## DIRECTIONS FOR THIS TASK
Each line from the material with the word "Some" in it must be copied.
Start of RECORDS FOR PROCESSING
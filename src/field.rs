// Particle store for the background field. Regenerated wholesale on
// resize, stepped in place once per animation frame.

use rand::Rng;
use vecmath::{vec2_square_len, vec2_sub};

use crate::particle::Particle;
use crate::viewport::Viewport;

pub struct ParticleField {
    particles: Vec<Particle>,
}

impl ParticleField {
    /// Logical-pixel area that yields one particle.
    pub const AREA_PER_PARTICLE: f64 = 18000.0;

    pub fn new() -> ParticleField {
        ParticleField {
            particles: Vec::new(),
        }
    }

    /// How many particles a viewport of this size carries.
    pub fn target_count(viewport: &Viewport) -> usize {
        (viewport.logical_area() / Self::AREA_PER_PARTICLE).floor() as usize
    }

    /// Throw away the old set and fill the field with fresh particles.
    /// A degenerate surface leaves the field empty; never an error.
    pub fn regenerate<R: Rng>(&mut self, viewport: &Viewport, rng: &mut R) {
        self.particles.clear();
        let width = viewport.surface_width();
        let height = viewport.surface_height();
        if width <= 0.0 || height <= 0.0 {
            return;
        }
        let count = Self::target_count(viewport);
        self.particles.reserve(count);
        for _ in 0..count {
            self.particles.push(Particle::random(rng, width, height));
        }
    }

    /// Advance every particle by one frame.
    pub fn advance(&mut self, viewport: &Viewport) {
        for particle in &mut self.particles {
            particle.step(viewport);
        }
    }

    pub fn particles(&self) -> &[Particle] {
        &self.particles
    }

    pub fn len(&self) -> usize {
        self.particles.len()
    }

    pub fn is_empty(&self) -> bool {
        self.particles.is_empty()
    }
}

impl Default for ParticleField {
    fn default() -> Self {
        Self::new()
    }
}

/// Strength in (0, 1] of the line between two particles, None once they
/// sit at or past `radius` apart. Works on stored positions; the
/// parallax offset never feeds into connections.
pub fn connection_strength(a: &Particle, b: &Particle, radius: f64) -> Option<f64> {
    let delta = vec2_sub(a.pos, b.pos);
    let dist_sq = vec2_square_len(delta);
    if dist_sq < radius * radius {
        Some(1.0 - dist_sq.sqrt() / radius)
    } else {
        None
    }
}

#[cfg(test)]
mod tests {
    use super::*;
    use rand::rngs::SmallRng;
    use rand::SeedableRng;

    fn particle_at(x: f64, y: f64) -> Particle {
        Particle::new([x, y], [0.0, 0.0], 0.5, 1.5)
    }

    #[test]
    fn count_follows_area_formula() {
        let viewport = Viewport::new(1800.0, 1000.0, 1.0);
        assert_eq!(ParticleField::target_count(&viewport), 100);
    }

    #[test]
    fn regenerate_fills_to_target_count() {
        let mut field = ParticleField::new();
        let mut rng = SmallRng::seed_from_u64(42);
        let viewport = Viewport::new(1800.0, 1000.0, 1.0);
        field.regenerate(&viewport, &mut rng);
        assert_eq!(field.len(), 100);
        field.regenerate(&viewport, &mut rng);
        assert_eq!(field.len(), 100);
    }

    #[test]
    fn zero_area_viewport_empties_the_field() {
        let mut field = ParticleField::new();
        let mut rng = SmallRng::seed_from_u64(42);
        field.regenerate(&Viewport::new(1800.0, 1000.0, 1.0), &mut rng);
        assert!(!field.is_empty());
        field.regenerate(&Viewport::new(0.0, 0.0, 1.0), &mut rng);
        assert!(field.is_empty());
    }

    #[test]
    fn connection_at_exact_radius_is_excluded() {
        let a = particle_at(0.0, 0.0);
        let b = particle_at(120.0, 0.0);
        assert!(connection_strength(&a, &b, 120.0).is_none());
    }

    #[test]
    fn connection_at_zero_distance_is_full_strength() {
        let a = particle_at(30.0, 40.0);
        let b = particle_at(30.0, 40.0);
        assert_eq!(connection_strength(&a, &b, 120.0), Some(1.0));
    }

    #[test]
    fn connection_strength_falls_off_with_distance() {
        let a = particle_at(0.0, 0.0);
        let b = particle_at(60.0, 0.0);
        let strength = connection_strength(&a, &b, 120.0).unwrap();
        assert!((strength - 0.5).abs() < 1e-12);
    }
}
End of RECORDS FOR PROCESSING
## OUTPUT OF THE TASK
        Some(1.0 - dist_sq.sqrt() / radius)
        assert_eq!(connection_strength(&a, &b, 120.0), Some(1.0));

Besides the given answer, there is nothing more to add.